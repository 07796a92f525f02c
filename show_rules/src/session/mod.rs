//! Session state management - the authoritative state machine for one show.

use serde::{Deserialize, Serialize};
use tracing::info;
use uuid::Uuid;

use crate::scenarios::ScenarioBank;

/// Number of rounds in a standard show.
pub const DEFAULT_MAX_ROUNDS: u32 = 3;

/// Unique identifier for game sessions.
#[derive(Debug, Clone, Copy, PartialEq, Eq, Hash, Serialize, Deserialize)]
pub struct SessionId(pub Uuid);

impl SessionId {
    /// Create a new random session ID.
    pub fn new() -> Self {
        Self(Uuid::new_v4())
    }

    /// Create a nil/empty session ID (useful for defaults).
    pub fn nil() -> Self {
        Self(Uuid::nil())
    }
}

impl Default for SessionId {
    fn default() -> Self {
        Self::new()
    }
}

impl std::fmt::Display for SessionId {
    fn fmt(&self, f: &mut std::fmt::Formatter<'_>) -> std::fmt::Result {
        write!(f, "{}", self.0)
    }
}

/// Coarse-grained stage of a game session.
#[derive(Debug, Clone, Copy, PartialEq, Eq, Serialize, Deserialize, Default)]
#[serde(rename_all = "lowercase")]
pub enum Phase {
    /// Collecting the player's name and stating the rules.
    #[default]
    Intro,
    /// Rounds are being issued and performed.
    Playing,
    /// Every round has been played; nothing left to issue.
    Done,
}

/// One completed scenario-performance-reaction cycle.
#[derive(Debug, Clone, PartialEq, Eq, Serialize, Deserialize)]
pub struct RoundRecord {
    pub scenario: String,
    pub reaction: String,
}

/// The complete state of one game session.
///
/// Created at connection, destroyed with the session; never persisted. All
/// mutation goes through the three methods below, invoked one at a time by
/// the tool layer.
#[derive(Debug, Clone, Serialize, Deserialize)]
pub struct GameSession {
    pub id: SessionId,

    /// Set at most once per session through an explicit naming step.
    pub player_name: Option<String>,

    pub phase: Phase,

    /// Number of scenarios issued so far.
    pub current_round: u32,

    /// Upper bound on issued scenarios.
    pub max_rounds: u32,

    /// Scenario issued but not yet paired with a recorded reaction.
    pub current_scenario: Option<String>,

    /// Completed rounds, in order. Append-only.
    pub rounds: Vec<RoundRecord>,
}

impl GameSession {
    /// Create a fresh session waiting for a player name.
    pub fn new() -> Self {
        Self {
            id: SessionId::new(),
            player_name: None,
            phase: Phase::Intro,
            current_round: 0,
            max_rounds: DEFAULT_MAX_ROUNDS,
            current_scenario: None,
            rounds: Vec::new(),
        }
    }

    /// Create a session pre-seeded with a known player, already playing.
    pub fn with_player(name: impl Into<String>) -> Self {
        let mut session = Self::new();
        session.start(name);
        session
    }

    /// Record the player's name and begin the rounds.
    ///
    /// Calling this again overwrites the name and restarts round counting.
    pub fn start(&mut self, name: impl Into<String>) {
        let name = name.into();
        info!(session = %self.id, player = %name, "game started");
        self.player_name = Some(name);
        self.phase = Phase::Playing;
        self.current_round = 0;
    }

    /// Issue the next scenario, drawn from `bank`.
    ///
    /// Returns `None` once every round has been issued, marking the session
    /// done. An empty bank also yields `None` but leaves the phase and the
    /// round counter untouched; the caller decides how to surface that.
    pub fn next_scenario(&mut self, bank: &ScenarioBank) -> Option<String> {
        if self.current_round >= self.max_rounds {
            self.phase = Phase::Done;
            return None;
        }

        let scenario = bank.random_scenario()?.to_string();
        self.current_scenario = Some(scenario.clone());
        self.current_round += 1;
        Some(scenario)
    }

    /// Pair the pending scenario with the host's reaction.
    ///
    /// With no scenario pending this is a silent no-op.
    pub fn record_reaction(&mut self, reaction: impl Into<String>) {
        if let Some(scenario) = self.current_scenario.take() {
            self.rounds.push(RoundRecord {
                scenario,
                reaction: reaction.into(),
            });
            info!(session = %self.id, round = self.current_round, "round recorded");
        }
    }

    /// Check whether the show has run out of rounds.
    pub fn is_done(&self) -> bool {
        self.phase == Phase::Done
    }

    /// Check whether a scenario is awaiting its recorded reaction.
    pub fn has_pending_scenario(&self) -> bool {
        self.current_scenario.is_some()
    }
}

impl Default for GameSession {
    fn default() -> Self {
        Self::new()
    }
}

--------------------------------------------------

- **What the task requires**:
Taking the entries above, write out exactly the lines starting with the line containing "player, already playing." and going on through the line containing "let name = name.into();", both included, and nothing else.

- **Exercise answer**:
    /// Create a session pre-seeded with a known player, already playing.
    pub fn with_player(name: impl Into<String>) -> Self {
        let mut session = Self::new();
        session.start(name);
        session
    }

    /// Record the player's name and begin the rounds.
    ///
    /// Calling this again overwrites the name and restarts round counting.
    pub fn start(&mut self, name: impl Into<String>) {
        let name = name.into();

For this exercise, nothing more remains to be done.